6)      Yuye, X., Bo, W., Ronghui, W., Ming, J.I.A.N.G. and Yi, L.U.O., 2013. Experimental study on residual performance of reinforced concrete beams after fire. Journal of Building Structures, 34(8), p.20.

7)      Esfahani, M., Hoseinzade, M., Shakiba, M., Arbab, F., Yekrangnia, M. and Pachideh, G., 2021. Experimental investigation of residual flexural capacity of damaged reinforced concrete beams exposed to elevated temperatures. Engineering Structures, 240, p.112388.

8)      Van Cao, V., 2022. Reliability-Based Moment Capacity Assessment of Reinforced Concrete Beams in Fire. International Journal of Civil Engineering, 20(11), pp.1291-1308.

9)      Kodur, V.K.R., Dwaikat, M.B. and Fike, R.S., 2010. An approach for evaluating the residual strength of fire-exposed RC beams. Magazine of Concrete Research, 62(7), pp.479-488.

10)  Dao, D.V., Adeli, H., Ly, H.B., Le, L.M., Le, V.M., Le, T.T. and Pham, B.T., 2020. A sensitivity and robustness analysis of GPR and ANN for high-performance concrete compressive strength prediction using a Monte Carlo simulation. Sustainability, 12(3), p.830.

11)  Abid, S.R., Abbass, A.A., Murali, G., Al-Sarray, M.L., Nader, I.A. and Ali, S.H., 2022. Repeated impact response of normal-and high-strength concrete subjected to temperatures up to 600 C. Materials, 15(15), p.5283.

12)  Cho, H.C., Han, S.J., Heo, I., Kang, H., Kang, W.H. and Kim, K.S., 2020. Heating temperature prediction of concrete structure damaged by fire using a bayesian approach. Sustainability, 12(10), p.4225.

 

-          The problem in this study is not fully understood, as there is no discussion environment for the references cited in the organization of the introduction.

-          In the reliability analysis, it is not clear how  (Equation (2)) were evaluated. Usually this state limit function needs a formula for   and evaluation of a professional factor that validated against robust data. The authors need to expand about this unclear information.
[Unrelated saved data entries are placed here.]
//! Email documents produced for each accepted submission.
//!
//! Rendering is pure: the same submission, settings and timestamp always give
//! the same documents. User-supplied values are HTML-escaped in the HTML
//! bodies and left as typed in the plain-text bodies.

use std::fmt;

use chrono::{DateTime, Datelike, Utc};
use serde::{Deserialize, Serialize};

use crate::submission::ContactSubmission;

/// Registered name of the bank.
pub const BANK_NAME: &str = "Greeny Credit Co-operative Bank";

/// Customer helpline printed in acknowledgments.
pub const HELPLINE: &str = "+1 234 567 8900";

/// Banking hours printed in acknowledgments.
pub const BANKING_HOURS: [&str; 3] = [
    "Monday - Friday: 9:00 AM - 5:00 PM",
    "Saturday: 10:00 AM - 2:00 PM",
    "Sunday: Closed",
];

const NOT_PROVIDED: &str = "Not provided";

/// A display name plus address.
#[derive(Debug, Clone, PartialEq, Eq, Serialize, Deserialize)]
pub struct Mailbox {
    /// Display name, if any.
    pub name: Option<String>,
    /// Bare address.
    pub address: String,
}

impl Mailbox {
    /// Mailbox with a display name.
    pub fn named(name: impl Into<String>, address: impl Into<String>) -> Self {
        Self {
            name: Some(name.into()),
            address: address.into(),
        }
    }

    /// Mailbox without a display name.
    pub fn bare(address: impl Into<String>) -> Self {
        Self {
            name: None,
            address: address.into(),
        }
    }
}

impl fmt::Display for Mailbox {
    fn fmt(&self, f: &mut fmt::Formatter<'_>) -> fmt::Result {
        match &self.name {
            Some(name) => write!(f, "\"{}\" <{}>", name, self.address),
            None => f.write_str(&self.address),
        }
    }
}

/// A fully rendered message ready for a transport.
#[derive(Debug, Clone, PartialEq, Eq, Serialize, Deserialize)]
pub struct EmailDocument {
    /// Sender.
    pub from: Mailbox,
    /// Recipient.
    pub to: Mailbox,
    /// Where replies should go.
    pub reply_to: Option<Mailbox>,
    /// Subject line.
    pub subject: String,
    /// HTML body.
    pub html: String,
    /// Plain-text alternative.
    pub text: String,
}

/// Addressing used when rendering documents.
#[derive(Debug, Clone, PartialEq, Eq, Serialize, Deserialize)]
pub struct MailSettings {
    /// Authenticated sender address (the SMTP user).
    pub sender_address: String,
    /// Display name on organization notifications.
    pub from_name: String,
    /// Inbox that receives notifications.
    pub organization_email: String,
    /// Prefix for notification subjects.
    pub subject_prefix: String,
}

impl Default for MailSettings {
    fn default() -> Self {
        Self {
            sender_address: String::new(),
            from_name: "Contact Form".to_string(),
            organization_email: "info@geenycredit.com".to_string(),
            subject_prefix: "[Contact Form]".to_string(),
        }
    }
}

/// Render the notification sent to the organization inbox.
///
/// Replies go straight to the submitter.
pub fn render_notification(
    submission: &ContactSubmission,
    settings: &MailSettings,
    submitted_at: DateTime<Utc>,
) -> EmailDocument {
    let fields = Fields::of(submission, submitted_at);
    let html_fields = fields.escaped();

    let subject = format!(
        "{} New inquiry from {}",
        settings.subject_prefix, fields.name
    );

    let html = format!(
        r#"<div style="font-family: Arial, sans-serif; max-width: 600px; margin: 0 auto; padding: 20px; border: 1px solid #ddd;">
  <div style="background-color: #004080; color: white; padding: 20px; text-align: center; margin-bottom: 20px;">
    <h1 style="margin: 0;">{bank}</h1>
    <p style="margin: 5px 0 0 0;">New Contact Form Submission</p>
  </div>
  <div style="padding: 20px; background-color: #f9f9f9; margin-bottom: 20px;">
    <h2 style="color: #004080; margin-top: 0;">Contact Information</h2>
    <table style="width: 100%; border-collapse: collapse;">
      <tr style="border-bottom: 1px solid #ddd;"><td style="padding: 10px 0; font-weight: bold; width: 150px;">Full Name:</td><td style="padding: 10px 0;">{name}</td></tr>
      <tr style="border-bottom: 1px solid #ddd;"><td style="padding: 10px 0; font-weight: bold;">Email:</td><td style="padding: 10px 0;">{email}</td></tr>
      <tr style="border-bottom: 1px solid #ddd;"><td style="padding: 10px 0; font-weight: bold;">Phone:</td><td style="padding: 10px 0;">{phone}</td></tr>
      <tr style="border-bottom: 1px solid #ddd;"><td style="padding: 10px 0; font-weight: bold;">Inquiry Type:</td><td style="padding: 10px 0;">{inquiry}</td></tr>
    </table>
  </div>
  <div style="padding: 20px; background-color: white; border: 1px solid #ddd;">
    <h3 style="color: #004080; margin-top: 0;">Message:</h3>
    <p style="line-height: 1.6; white-space: pre-wrap;">{message}</p>
  </div>
  <div style="margin-top: 20px; padding: 15px; background-color: #e8f4fd; border-left: 4px solid #004080;">
    <p style="margin: 0; font-size: 12px; color: #666;">
      This email was sent from the {bank} website contact form.
      <br>Submitted on: {submitted}
    </p>
  </div>
</div>
"#,
        bank = BANK_NAME,
        name = html_fields.name,
        email = html_fields.email,
        phone = html_fields.phone,
        inquiry = html_fields.inquiry,
        message = html_fields.message,
        submitted = html_fields.submitted,
    );

    let text = format!(
        "New Contact Form Submission - {bank}

Contact Information:
Name: {name}
Email: {email}
Phone: {phone}
Inquiry Type: {inquiry}

Message:
{message}

Submitted on: {submitted}
",
        bank = BANK_NAME,
        name = fields.name,
        email = fields.email,
        phone = fields.phone,
        inquiry = fields.inquiry,
        message = fields.message,
        submitted = fields.submitted,
    );

    EmailDocument {
        from: Mailbox::named(&settings.from_name, &settings.sender_address),
        to: Mailbox::bare(&settings.organization_email),
        reply_to: Some(Mailbox::named(submission.name(), submission.email().as_str())),
        subject,
        html,
        text,
    }
}

/// Render the acknowledgment sent back to the submitter.
pub fn render_acknowledgment(
    submission: &ContactSubmission,
    settings: &MailSettings,
    submitted_at: DateTime<Utc>,
) -> EmailDocument {
    let fields = Fields::of(submission, submitted_at);
    let html_fields = fields.escaped();
    let year = submitted_at.year();

    let html_hours: String = BANKING_HOURS
        .iter()
        .map(|line| format!("      <li>{line}</li>\n"))
        .collect();
    let text_hours: String = BANKING_HOURS
        .iter()
        .map(|line| format!("- {line}\n"))
        .collect();

    let html = format!(
        r#"<div style="font-family: Arial, sans-serif; max-width: 600px; margin: 0 auto; padding: 20px;">
  <div style="background-color: #004080; color: white; padding: 20px; text-align: center; margin-bottom: 20px;">
    <h1 style="margin: 0;">{bank}</h1>
    <p style="margin: 5px 0 0 0;">Thank you for your inquiry</p>
  </div>
  <div style="padding: 20px;">
    <p>Dear {name},</p>
    <p>Thank you for contacting {bank}. We have received your inquiry regarding <strong>{inquiry}</strong> and our team will get back to you as soon as possible.</p>
    <p>Here's a summary of your submission:</p>
    <ul>
      <li><strong>Name:</strong> {name}</li>
      <li><strong>Email:</strong> {email}</li>
      <li><strong>Phone:</strong> {phone}</li>
      <li><strong>Inquiry Type:</strong> {inquiry}</li>
      <li><strong>Submitted:</strong> {submitted}</li>
    </ul>
    <p>If you have any urgent queries, please feel free to call us at <strong>{helpline}</strong> during our banking hours:</p>
    <ul>
{hours}    </ul>
    <p>Best regards,<br>
    Customer Service Team<br>
    {bank}</p>
  </div>
  <div style="background-color: #f0f0f0; padding: 15px; text-align: center; margin-top: 20px;">
    <p style="margin: 0; font-size: 12px; color: #666;">
      This is an automated message. Please do not reply to this email.
      <br>&copy; {year} {bank}. All rights reserved.
    </p>
  </div>
</div>
"#,
        bank = BANK_NAME,
        name = html_fields.name,
        email = html_fields.email,
        phone = html_fields.phone,
        inquiry = html_fields.inquiry,
        submitted = html_fields.submitted,
        helpline = HELPLINE,
        hours = html_hours,
        year = year,
    );

    let text = format!(
        "Dear {name},

Thank you for contacting {bank}. We have received your inquiry regarding {inquiry} and our team will get back to you as soon as possible.

Here's a summary of your submission:
- Name: {name}
- Email: {email}
- Phone: {phone}
- Inquiry Type: {inquiry}
- Submitted: {submitted}

If you have any urgent queries, please feel free to call us at {helpline} during our banking hours:
{hours}
Best regards,
Customer Service Team
{bank}
",
        bank = BANK_NAME,
        name = fields.name,
        email = fields.email,
        phone = fields.phone,
        inquiry = fields.inquiry,
        submitted = fields.submitted,
        helpline = HELPLINE,
        hours = text_hours,
    );

    EmailDocument {
        from: Mailbox::named(BANK_NAME, &settings.sender_address),
        to: Mailbox::named(submission.name(), submission.email().as_str()),
        reply_to: None,
        subject: format!("Thank you for contacting {BANK_NAME}"),
        html,
        text,
    }
}

/// Template values shared by both documents.
struct Fields {
    name: String,
    email: String,
    phone: String,
    inquiry: String,
    message: String,
    submitted: String,
}

impl Fields {
    fn of(submission: &ContactSubmission, submitted_at: DateTime<Utc>) -> Self {
        Self {
            name: submission.name().to_string(),
            email: submission.email().to_string(),
            phone: submission
                .phone()
                .map_or_else(|| NOT_PROVIDED.to_string(), |p| p.to_string()),
            inquiry: submission.inquiry_type().label().to_string(),
            message: submission.message().to_string(),
            submitted: submitted_at.format("%d %b %Y, %H:%M:%S UTC").to_string(),
        }
    }

    fn escaped(&self) -> Self {
        Self {
            name: escape_html(&self.name),
            email: escape_html(&self.email),
            phone: escape_html(&self.phone),
            inquiry: escape_html(&self.inquiry),
            message: escape_html(&self.message),
            submitted: escape_html(&self.submitted),
        }
    }
}

/// Escape text for inclusion in HTML element content or attribute values.
pub fn escape_html(input: &str) -> String {
    let mut out = String::with_capacity(input.len());
    for c in input.chars() {
        match c {
            '&' => out.push_str("&amp;"),
            '<' => out.push_str("&lt;"),
            '>' => out.push_str("&gt;"),
            '"' => out.push_str("&quot;"),
            '\'' => out.push_str("&#39;"),
            _ => out.push(c),
        }
    }
    out
}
-          In the Experimental tests section, please provide the details of the materials, method testing (compressive and tensile behavior of concrete and reinforcing steel.). Also, Please explain more details about design procedure of the beam specimens.

-          Details of the software used for the numerical analysis should be given.

-          In table (2), Which was the criterion used to define the dilation angle for the analyzed beams?

-           

-          Please provide tensile model adopted in the numerical simulation. Table 2 provides the CDP model for the compressive behavior of concrete.

-          Enhance the quality of Figure 3 (sectional dimensions are not clear) Figure 7 and Figure 8.

-          In Figure 3, show the load-deflections curves for all the test specimens (not only the average). This will give an idea bout he repeatability of the test results.

-          The authors should justify the design of the test specimens, and justify the number of experiments. What are the limitations of the study? If you change the mix design, would your conclusion still hold true?

-          Recommendations for practice and prospective work is missing.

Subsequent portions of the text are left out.